No dia 14 de abril de 2026, o presidente Luiz Inácio Lula da Silva sancionou o novo Plano Nacional de Educação (PNE) e afirmou que o Brasil não precisa expandir escolas cívico-militares na educação pública e gratuita. Segundo o presidente, o modelo é adequado apenas para jovens que optam por carreira militar.
Dados do Índice de Desenvolvimento da Educação Básica (Ideb) divulgados pelo governo do Paraná mostram que, entre 2021 e 2023, 64% das escolas cívico-militares registraram alta no Ideb do Ensino Médio, percentual oito pontos superior aos 56% das escolas regulares da rede pública estadual. No Ensino Fundamental 2 (6º ao 9º ano), o avanço ocorreu em 67% das unidades cívico-militares, contra 57% das escolas tradicionais.
No Distrito Federal, centros de ensino cívico-militar figuraram entre as dez melhores notas do Ideb público em 2023: o CEF 01 de Núcleo Bandeirante ocupou a quinta posição no Fundamental II pelo segundo ano consecutivo, enquanto o CED 416 de Santa Maria esteve entre os dez melhores do Ensino Médio.
Em Goiás, as escolas estaduais da Polícia Militar alcançaram nota 5,3 no Ideb do Ensino Médio, um ponto acima da média nacional das escolas públicas (4,3). No Rio Grande do Sul, algumas unidades cívico-militares apresentaram saltos expressivos: uma escola de Tupanciretã passou de 3,0 para 6,8 nos anos finais do Fundamental entre 2019 e 2023.

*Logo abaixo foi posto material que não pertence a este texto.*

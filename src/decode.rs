use std::fmt;

use crate::convert::{self, DecodeContext};
use crate::error::DecodeError;
use crate::fix::{Fix, NoSignal};
use crate::sentence::SentenceType;

/// RMC status letter for an active (valid) fix.
const RMC_STATUS_ACTIVE: &str = "A";

/// The result of decoding one framed sentence. Every sentence produces
/// exactly one outcome.
#[derive(Debug, Clone, PartialEq)]
pub enum DecodeOutcome {
    /// Coordinates decoded. Check `Fix::valid` for the receiver's own status.
    Fix(Fix),
    /// The sentence was well-formed but carried no usable coordinates.
    NoSignal(NoSignal),
    Failure(DecodeFailure),
}

/// A sentence that could not be decoded, with the text it came from.
#[derive(Debug, Clone, PartialEq, Eq)]
pub struct DecodeFailure {
    pub reason: DecodeError,
    pub sentence: String,
}

impl DecodeOutcome {
    fn failure(reason: DecodeError, sentence: &str) -> Self {
        Self::Failure(DecodeFailure {
            reason,
            sentence: sentence.to_string(),
        })
    }

    /// Returns `true` for a fix the receiver reports as valid.
    pub fn is_valid_fix(&self) -> bool {
        matches!(self, Self::Fix(fix) if fix.valid)
    }
}

/// Classify a complete sentence and run the matching decoder.
pub fn decode_sentence(sentence: &str, ctx: &DecodeContext) -> DecodeOutcome {
    let sentence = sentence.trim();
    match SentenceType::classify(sentence) {
        SentenceType::Gga => decode_gga(sentence, ctx),
        SentenceType::Rmc => decode_rmc(sentence, ctx),
        SentenceType::Unsupported => {
            DecodeOutcome::failure(DecodeError::UnsupportedSentenceType, sentence)
        }
    }
}

/// Decode a `$GPGGA`/`$GNGGA` sentence.
///
/// Fields: 1 = UTC time, 2/3 = latitude and hemisphere, 4/5 = longitude and
/// hemisphere, 9 = altitude in meters.
pub fn decode_gga(sentence: &str, ctx: &DecodeContext) -> DecodeOutcome {
    let parts: Vec<&str> = sentence.split(',').collect();
    if let Err(reason) = check_field_count(SentenceType::Gga, &parts) {
        return DecodeOutcome::failure(reason, sentence);
    }

    let (Ok(latitude), Ok(longitude)) = (
        convert::dms_to_decimal(parts[2], parts[3]),
        convert::dms_to_decimal(parts[4], parts[5]),
    ) else {
        return DecodeOutcome::NoSignal(NoSignal {
            sentence: SentenceType::Gga,
            raw_latitude: parts[2].to_string(),
            raw_longitude: parts[4].to_string(),
            raw_altitude: Some(parts[9].to_string()),
        });
    };

    match gga_fix(&parts, latitude, longitude, ctx) {
        Ok(fix) => DecodeOutcome::Fix(fix),
        Err(reason) => DecodeOutcome::failure(reason, sentence),
    }
}

fn gga_fix(
    parts: &[&str],
    latitude: f64,
    longitude: f64,
    ctx: &DecodeContext,
) -> Result<Fix, DecodeError> {
    Ok(Fix {
        sentence: SentenceType::Gga,
        latitude,
        longitude,
        altitude: parse_optional(parts[9], "altitude")?,
        speed_kmh: None,
        time: convert::utc_time_to_local(parts[1], ctx)?,
        date: None,
        valid: true,
    })
}

/// Decode a `$GPRMC`/`$GNRMC` sentence.
///
/// Fields: 1 = UTC time, 2 = status, 3/4 = latitude and hemisphere, 5/6 =
/// longitude and hemisphere, 7 = speed in knots, 9 = UTC date (`ddmmyy`).
pub fn decode_rmc(sentence: &str, ctx: &DecodeContext) -> DecodeOutcome {
    let parts: Vec<&str> = sentence.split(',').collect();
    if let Err(reason) = check_field_count(SentenceType::Rmc, &parts) {
        return DecodeOutcome::failure(reason, sentence);
    }

    let (Ok(latitude), Ok(longitude)) = (
        convert::dms_to_decimal(parts[3], parts[4]),
        convert::dms_to_decimal(parts[5], parts[6]),
    ) else {
        return DecodeOutcome::NoSignal(NoSignal {
            sentence: SentenceType::Rmc,
            raw_latitude: parts[3].to_string(),
            raw_longitude: parts[5].to_string(),
            raw_altitude: None,
        });
    };

    match rmc_fix(&parts, latitude, longitude, ctx) {
        Ok(fix) => DecodeOutcome::Fix(fix),
        Err(reason) => DecodeOutcome::failure(reason, sentence),
    }
}

fn rmc_fix(
    parts: &[&str],
    latitude: f64,
    longitude: f64,
    ctx: &DecodeContext,
) -> Result<Fix, DecodeError> {
    let knots = convert::parse_decimal(parts[7])
        .ok_or_else(|| DecodeError::numeric("speed", parts[7]))?;
    Ok(Fix {
        sentence: SentenceType::Rmc,
        latitude,
        longitude,
        altitude: None,
        speed_kmh: Some(convert::knots_to_kmh(knots)),
        time: convert::utc_time_to_local(parts[1], ctx)?,
        date: convert::parse_date(parts[9]),
        valid: parts[2] == RMC_STATUS_ACTIVE,
    })
}

fn check_field_count(kind: SentenceType, parts: &[&str]) -> Result<(), DecodeError> {
    let required = kind.required_fields();
    if parts.len() < required {
        return Err(DecodeError::InsufficientFields {
            kind,
            found: parts.len(),
            required,
        });
    }
    Ok(())
}

/// Parse a numeric field that may be left empty by the receiver.
fn parse_optional(raw: &str, field: &'static str) -> Result<Option<f64>, DecodeError> {
    if raw.is_empty() {
        return Ok(None);
    }
    convert::parse_decimal(raw)
        .map(Some)
        .ok_or_else(|| DecodeError::numeric(field, raw))
}

impl fmt::Display for DecodeFailure {
    fn fmt(&self, f: &mut fmt::Formatter<'_>) -> fmt::Result {
        match &self.reason {
            DecodeError::UnsupportedSentenceType => {
                write!(f, "지원되지 않는 문장 유형: {}", self.sentence)
            }
            DecodeError::InsufficientFields { kind, .. } => {
                write!(f, "유효하지 않은 GP{kind} 문장입니다: {}", self.sentence)
            }
            reason => write!(f, "데이터 변환 오류: {reason}: {}", self.sentence),
        }
    }
}

impl fmt::Display for DecodeOutcome {
    fn fmt(&self, f: &mut fmt::Formatter<'_>) -> fmt::Result {
        match self {
            Self::Fix(fix) => write!(f, "{fix}"),
            Self::NoSignal(no_signal) => write!(f, "{no_signal}"),
            Self::Failure(failure) => write!(f, "{failure}"),
        }
    }
}

#[cfg(test)]
mod tests {
    use chrono::{NaiveDate, Timelike};

    use super::*;
    use crate::convert::utc_offset;

    const GGA: &str = "$GPGGA,123519,4807.038,N,01131.000,E,1,08,0.9,545.4,M,46.9,M,,*47";
    const RMC: &str = "$GPRMC,123519,A,4807.038,N,01131.000,E,022.4,084.4,230394,003.1,W*6A";

    fn ctx() -> DecodeContext {
        DecodeContext::new(
            utc_offset(9).unwrap(),
            NaiveDate::from_ymd_opt(2026, 3, 14).unwrap(),
        )
    }

    fn expect_fix(outcome: DecodeOutcome) -> Fix {
        match outcome {
            DecodeOutcome::Fix(fix) => fix,
            other => panic!("expected fix, got {other:?}"),
        }
    }

    fn expect_failure(outcome: DecodeOutcome) -> DecodeFailure {
        match outcome {
            DecodeOutcome::Failure(failure) => failure,
            other => panic!("expected failure, got {other:?}"),
        }
    }

    #[test]
    fn test_decode_gga() {
        let fix = expect_fix(decode_sentence(GGA, &ctx()));
        assert_eq!(fix.sentence, SentenceType::Gga);
        assert!((fix.latitude - 48.1173).abs() < 1e-9);
        // Degrees are the first two characters, so "01131.000" is 01° 131.000'.
        assert!((fix.longitude - 3.183333).abs() < 1e-9);
        assert_eq!(fix.altitude, Some(545.4));
        assert_eq!(fix.speed_kmh, None);
        assert_eq!(fix.date, None);
        assert!(fix.valid);
        let time = fix.time.unwrap();
        assert_eq!((time.hour(), time.minute(), time.second()), (21, 35, 19));
    }

    #[test]
    fn test_decode_gn_talker() {
        let sentence = GGA.replacen("$GPGGA", "$GNGGA", 1);
        let fix = expect_fix(decode_sentence(&sentence, &ctx()));
        assert_eq!(fix.sentence, SentenceType::Gga);
    }

    #[test]
    fn test_decode_gga_southern_western() {
        let sentence = "$GPGGA,000000,3746.123,S,1230.000,W,1,08,0.9,12.0,M,46.9,M,,*47";
        let fix = expect_fix(decode_gga(sentence, &ctx()));
        assert!((fix.latitude + 37.768717).abs() < 1e-9);
        assert!((fix.longitude + 12.5).abs() < 1e-9);
    }

    #[test]
    fn test_decode_gga_insufficient_fields() {
        let sentence = "$GPGGA,123519,4807.038,N,01131.000,E,1,08,0.9,545.4,M,46.9,M";
        let failure = expect_failure(decode_sentence(sentence, &ctx()));
        assert_eq!(
            failure.reason,
            DecodeError::InsufficientFields {
                kind: SentenceType::Gga,
                found: 13,
                required: 14,
            }
        );
        assert_eq!(failure.sentence, sentence);
    }

    #[test]
    fn test_decode_gga_no_signal() {
        let sentence = "$GPGGA,123519,,,,,0,00,99.99,,,,,,*48";
        match decode_sentence(sentence, &ctx()) {
            DecodeOutcome::NoSignal(no_signal) => {
                assert_eq!(no_signal.sentence, SentenceType::Gga);
                assert_eq!(no_signal.raw_latitude, "");
                assert_eq!(no_signal.raw_altitude.as_deref(), Some(""));
            }
            other => panic!("expected no signal, got {other:?}"),
        }
    }

    #[test]
    fn test_decode_gga_one_coordinate_missing() {
        let sentence = "$GPGGA,123519,4807.038,N,,E,1,08,0.9,545.4,M,46.9,M,,*47";
        assert!(matches!(
            decode_sentence(sentence, &ctx()),
            DecodeOutcome::NoSignal(_)
        ));
    }

    #[test]
    fn test_decode_gga_bad_altitude() {
        let sentence = "$GPGGA,123519,4807.038,N,01131.000,E,1,08,0.9,5x5.4,M,46.9,M,,*47";
        let failure = expect_failure(decode_sentence(sentence, &ctx()));
        assert_eq!(failure.reason, DecodeError::numeric("altitude", "5x5.4"));
    }

    #[test]
    fn test_decode_gga_empty_altitude() {
        let sentence = "$GPGGA,123519,4807.038,N,01131.000,E,1,08,0.9,,M,46.9,M,,*47";
        let fix = expect_fix(decode_sentence(sentence, &ctx()));
        assert_eq!(fix.altitude, None);
    }

    #[test]
    fn test_decode_gga_bad_time() {
        let sentence = "$GPGGA,1x3519,4807.038,N,01131.000,E,1,08,0.9,545.4,M,46.9,M,,*47";
        let failure = expect_failure(decode_sentence(sentence, &ctx()));
        assert!(matches!(
            failure.reason,
            DecodeError::NumericConversion { field: "time", .. }
        ));
    }

    #[test]
    fn test_decode_gga_short_time_is_unknown() {
        let sentence = "$GPGGA,1235,4807.038,N,01131.000,E,1,08,0.9,545.4,M,46.9,M,,*47";
        let fix = expect_fix(decode_sentence(sentence, &ctx()));
        assert_eq!(fix.time, None);
    }

    #[test]
    fn test_decode_rmc() {
        let fix = expect_fix(decode_sentence(RMC, &ctx()));
        assert_eq!(fix.sentence, SentenceType::Rmc);
        assert!((fix.latitude - 48.1173).abs() < 1e-9);
        assert!((fix.speed_kmh.unwrap() - 41.4848).abs() < 1e-9);
        assert_eq!(fix.date, NaiveDate::from_ymd_opt(2094, 3, 23));
        assert_eq!(fix.altitude, None);
        assert!(fix.valid);
    }

    #[test]
    fn test_decode_rmc_void_status() {
        let sentence = RMC.replacen(",A,", ",V,", 1);
        let fix = expect_fix(decode_sentence(&sentence, &ctx()));
        assert!(!fix.valid);
        assert!(!DecodeOutcome::Fix(fix).is_valid_fix());
    }

    #[test]
    fn test_decode_rmc_no_signal() {
        let sentence = "$GPRMC,123519,V,,,,,,,230394,,,N*53";
        match decode_sentence(sentence, &ctx()) {
            DecodeOutcome::NoSignal(no_signal) => {
                assert_eq!(no_signal.sentence, SentenceType::Rmc);
                assert_eq!(no_signal.raw_altitude, None);
            }
            other => panic!("expected no signal, got {other:?}"),
        }
    }

    #[test]
    fn test_decode_rmc_insufficient_fields() {
        let sentence = "$GPRMC,123519,A,4807.038,N,01131.000,E,022.4";
        let failure = expect_failure(decode_sentence(sentence, &ctx()));
        assert!(matches!(
            failure.reason,
            DecodeError::InsufficientFields {
                kind: SentenceType::Rmc,
                found: 8,
                required: 12,
            }
        ));
        assert_eq!(
            failure.to_string(),
            format!("유효하지 않은 GPRMC 문장입니다: {sentence}")
        );
    }

    #[test]
    fn test_decode_rmc_bad_speed() {
        let sentence = "$GPRMC,123519,A,4807.038,N,01131.000,E,,084.4,230394,003.1,W*6A";
        let failure = expect_failure(decode_sentence(sentence, &ctx()));
        assert_eq!(failure.reason, DecodeError::numeric("speed", ""));
        assert!(failure.to_string().starts_with("데이터 변환 오류: "));
    }

    #[test]
    fn test_decode_rmc_short_date_is_unknown() {
        let sentence = "$GPRMC,123519,A,4807.038,N,01131.000,E,0.0,084.4,2303,003.1,W*6A";
        let fix = expect_fix(decode_sentence(sentence, &ctx()));
        assert_eq!(fix.date, None);
        assert!(fix.to_string().starts_with("알 수 없는 날짜 21시 35분 19초"));
    }

    #[test]
    fn test_decode_rmc_unset_date_keeps_fix() {
        let sentence = RMC.replacen("230394", "000000", 1);
        let fix = expect_fix(decode_sentence(&sentence, &ctx()));
        assert!(fix.valid);
        assert!((fix.latitude - 48.1173).abs() < 1e-9);
        assert_eq!(fix.date, None);
        assert!(fix.to_string().starts_with("알 수 없는 날짜 "));
    }

    #[test]
    fn test_decode_rejects_exponent_numbers() {
        let sentence = RMC.replacen("022.4", "1e1", 1);
        let failure = expect_failure(decode_sentence(&sentence, &ctx()));
        assert_eq!(failure.reason, DecodeError::numeric("speed", "1e1"));

        let sentence = GGA.replacen("545.4", "5e2", 1);
        let failure = expect_failure(decode_sentence(&sentence, &ctx()));
        assert_eq!(failure.reason, DecodeError::numeric("altitude", "5e2"));
    }

    #[test]
    fn test_decode_gga_negative_altitude() {
        let sentence = GGA.replacen("545.4", "-12.5", 1);
        let fix = expect_fix(decode_sentence(&sentence, &ctx()));
        assert_eq!(fix.altitude, Some(-12.5));
    }

    #[test]
    fn test_decode_unsupported() {
        let sentence = "$GPGSV,3,1,11,03,03,111,00,04,15,270,00,06,01,010,00,13,06,292,00*74";
        let failure = expect_failure(decode_sentence(sentence, &ctx()));
        assert_eq!(failure.reason, DecodeError::UnsupportedSentenceType);
        assert_eq!(failure.to_string(), format!("지원되지 않는 문장 유형: {sentence}"));
    }

    #[test]
    fn test_decode_trims_whitespace() {
        let fix = expect_fix(decode_sentence(&format!("  {GGA}\r"), &ctx()));
        assert_eq!(fix.sentence, SentenceType::Gga);
    }

    #[test]
    fn test_decode_is_deterministic() {
        assert_eq!(decode_sentence(GGA, &ctx()), decode_sentence(GGA, &ctx()));
        assert_eq!(decode_sentence(RMC, &ctx()), decode_sentence(RMC, &ctx()));
    }
}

Avaliação do Ministério da Educação (MEC) sobre o Programa Nacional das Escolas Cívico-Militares (Pecim), divulgada em 2022, registrou redução de 82% na violência física, 75% na verbal e 82% na patrimonial, além de queda de quase 80% na evasão e abandono escolar. A pesquisa indicou ainda que 85% da comunidade escolar avaliou positivamente o ambiente após a adoção do modelo.
Em 2026, o número de escolas militarizadas no país (estaduais e municipais) chegou a 1.389 unidades, contra 48 em 2014, segundo levantamento da USP. O Paraná lidera a expansão estadual, com previsão de 345 colégios cívico-militares até o final do ano.